Traverse the tree and yield node identifiers in specified order.

This is the primary method for tree iteration, providing flexible traversal with multiple algorithms, filtering, and sorting options. Essential for most tree processing operations.

Args:
nid: Starting node identifier. If None, starts from tree root.

Must exist in the tree if specified.

mode: Traversal algorithm to use:

Tree.DEPTH (0) - Depth-first search (default) Tree.WIDTH (1) - Breadth-first search Tree.ZIGZAG (2) - ZigZag traversal (alternating levels)

filter: Optional function to filter nodes during traversal.

Takes Node object, returns bool. If False, node and its entire subtree are skipped.

key: Sorting function for nodes at each level. Takes Node object,

returns comparison key. If None and sorting=True, sorts by node.

reverse: If True, reverse the sorting order at each level. sorting: If True, sort nodes at each level using key function.

If False, preserve insertion order (key/reverse ignored).

Yields:

str: Node identifiers in traversal order.

Raises:

NodeIDAbsentError: If nid doesn’t exist in the tree. ValueError: If mode is not a valid traversal constant.

Example:

Different traversal patterns:

tree = Tree()
tree.create_node("A", "a")
tree.create_node("B", "b", parent="a")
tree.create_node("C", "c", parent="a")
tree.create_node("D", "d", parent="b")
tree.create_node("E", "e", parent="c")

# Depth-first (default): A, B, D, C, E
for node_id in tree.expand_tree():
    print(f"DFS: {tree[node_id].tag}")

# Breadth-first: A, B, C, D, E
for node_id in tree.expand_tree(mode=Tree.WIDTH):
    print(f"BFS: {tree[node_id].tag}")

# ZigZag traversal
for node_id in tree.expand_tree(mode=Tree.ZIGZAG):
    print(f"ZigZag: {tree[node_id].tag}")
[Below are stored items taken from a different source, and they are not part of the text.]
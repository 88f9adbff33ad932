//! PlayerDatabase: the read and write surface offered to upstream callers
//!
//! Callers hold a `PlayerDatabase` (or just one of its contracts) and never
//! see the store, the handles or the transactions behind it.

use std::sync::Arc;

use async_trait::async_trait;
use tokio_util::sync::CancellationToken;

use playerdb_concurrency::Backoff;
use playerdb_core::{EntityId, Payload, Result, SecureHash, TransactionalStore};

use crate::config::PlayerDbConfig;
use crate::read::ReadController;
use crate::registry::HandleRegistry;
use crate::write::WriteController;

/// Read side of the player data contract
#[async_trait]
pub trait PlayerDataReader: Send + Sync {
    /// The insecure payload of entity `id`, or None if it has none.
    async fn get_insecure<T: Payload>(
        &self,
        id: EntityId,
        cancel: &CancellationToken,
    ) -> Result<Option<T>>;

    /// The secure payload of entity `id` under `hash`, or None if it has none.
    async fn get_secure<T: Payload>(
        &self,
        id: EntityId,
        hash: &SecureHash,
        cancel: &CancellationToken,
    ) -> Result<Option<T>>;
}

/// Write side of the player data contract
///
/// `expected` is the value the caller last read for the targeted partition
/// (None if it read nothing). A write whose `expected` no longer matches
/// fails with `ConcurrencyViolation` and changes nothing.
#[async_trait]
pub trait PlayerDataWriter: Send + Sync {
    /// Replace the insecure payload of entity `id`.
    async fn write_insecure<T: Payload>(
        &self,
        id: EntityId,
        new_value: &T,
        expected: Option<&T>,
        cancel: &CancellationToken,
    ) -> Result<()>;

    /// Replace the secure payload of entity `id` under `hash`.
    async fn write_secure<T: Payload>(
        &self,
        id: EntityId,
        hash: &SecureHash,
        new_value: &T,
        expected: Option<&T>,
        cancel: &CancellationToken,
    ) -> Result<()>;
}

/// Player record store client over a backing transactional store
#[derive(Debug)]
pub struct PlayerDatabase<S: TransactionalStore> {
    config: PlayerDbConfig,
    registry: Arc<HandleRegistry<S>>,
    reader: ReadController<S>,
    writer: WriteController<S>,
}

impl<S: TransactionalStore> PlayerDatabase<S> {
    /// Client over `store` configured by `config`.
    ///
    /// # Errors
    ///
    /// `Config` if `config` does not validate.
    pub fn new(store: Arc<S>, config: PlayerDbConfig) -> Result<Self> {
        config.validate()?;
        let backoff = Backoff::new(config.retry_policy());
        Self::with_backoff(store, config, backoff)
    }

    /// Client drawing its retry delays from `backoff`.
    ///
    /// The attempt budget and delay bounds come from `backoff`'s policy;
    /// the remaining settings from `config`.
    pub fn with_backoff(store: Arc<S>, config: PlayerDbConfig, backoff: Backoff) -> Result<Self> {
        let registry = Arc::new(HandleRegistry::new(
            store,
            config.collection_name.clone(),
            config.open_schedule(),
        )?);
        let backoff = Arc::new(backoff);
        let reader = ReadController::new(
            Arc::clone(&registry),
            Arc::clone(&backoff),
            config.read_timeout(),
        );
        let writer = WriteController::new(
            Arc::clone(&registry),
            backoff,
            config.read_timeout(),
            config.write_timeout(),
        );
        tracing::debug!(collection = %config.collection_name, "player database ready");
        Ok(PlayerDatabase {
            config,
            registry,
            reader,
            writer,
        })
    }

    /// Active configuration.
    pub fn config(&self) -> &PlayerDbConfig {
        &self.config
    }

    /// Handle registry shared by the controllers.
    pub fn registry(&self) -> &HandleRegistry<S> {
        &self.registry
    }

    /// Read controller.
    pub fn reader(&self) -> &ReadController<S> {
        &self.reader
    }

    /// Write controller.
    pub fn writer(&self) -> &WriteController<S> {
        &self.writer
    }

    /// Liveness probe. The client holds no state that can go bad on its
    /// own, so it is healthy whenever the process is.
    pub fn is_healthy(&self) -> bool {
        true
    }
}

#[async_trait]
impl<S: TransactionalStore> PlayerDataReader for PlayerDatabase<S> {
    async fn get_insecure<T: Payload>(
        &self,
        id: EntityId,
        cancel: &CancellationToken,
    ) -> Result<Option<T>> {
        self.reader.get_insecure(id, cancel).await
    }

    async fn get_secure<T: Payload>(
        &self,
        id: EntityId,
        hash: &SecureHash,
        cancel: &CancellationToken,
    ) -> Result<Option<T>> {
        self.reader.get_secure(id, hash, cancel).await
    }
}

#[async_trait]
impl<S: TransactionalStore> PlayerDataWriter for PlayerDatabase<S> {
    async fn write_insecure<T: Payload>(
        &self,
        id: EntityId,
        new_value: &T,
        expected: Option<&T>,
        cancel: &CancellationToken,
    ) -> Result<()> {
        self.writer.write_insecure(id, new_value, expected, cancel).await
    }

    async fn write_secure<T: Payload>(
        &self,
        id: EntityId,
        hash: &SecureHash,
        new_value: &T,
        expected: Option<&T>,
        cancel: &CancellationToken,
    ) -> Result<()> {
        self.writer
            .write_secure(id, hash, new_value, expected, cancel)
            .await
    }
}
# Filtered traversal (only nodes with vowels)
vowel_filter = lambda node: any(v in node.tag.lower() for v in 'aeiou')
for node_id in tree.expand_tree(filter=vowel_filter):
    print(f"Vowels: {tree[node_id].tag}")

# Sorted by tag, reversed
for node_id in tree.expand_tree(key=lambda x: x.tag, reverse=True):
    print(f"Sorted: {tree[node_id].tag}")

# From specific subtree
for node_id in tree.expand_tree(nid="b"):
    print(f"Subtree: {tree[node_id].tag}")

Common Usage Patterns:

# Process all nodes
for node_id in tree.expand_tree():
    process_node(tree[node_id])

# Get all node tags
tags = [tree[nid].tag for nid in tree.expand_tree()]

# Find specific nodes
matching_nodes = [nid for nid in tree.expand_tree()
                 if tree[nid].tag.startswith("prefix")]

# Level-order processing
for node_id in tree.expand_tree(mode=Tree.WIDTH):
    level = tree.level(node_id)
    print(f"Level {level}: {tree[node_id].tag}")
Performance:
  • Time complexity: O(n) where n is number of visited nodes

  • Memory: O(h) where h is tree height (for traversal stack)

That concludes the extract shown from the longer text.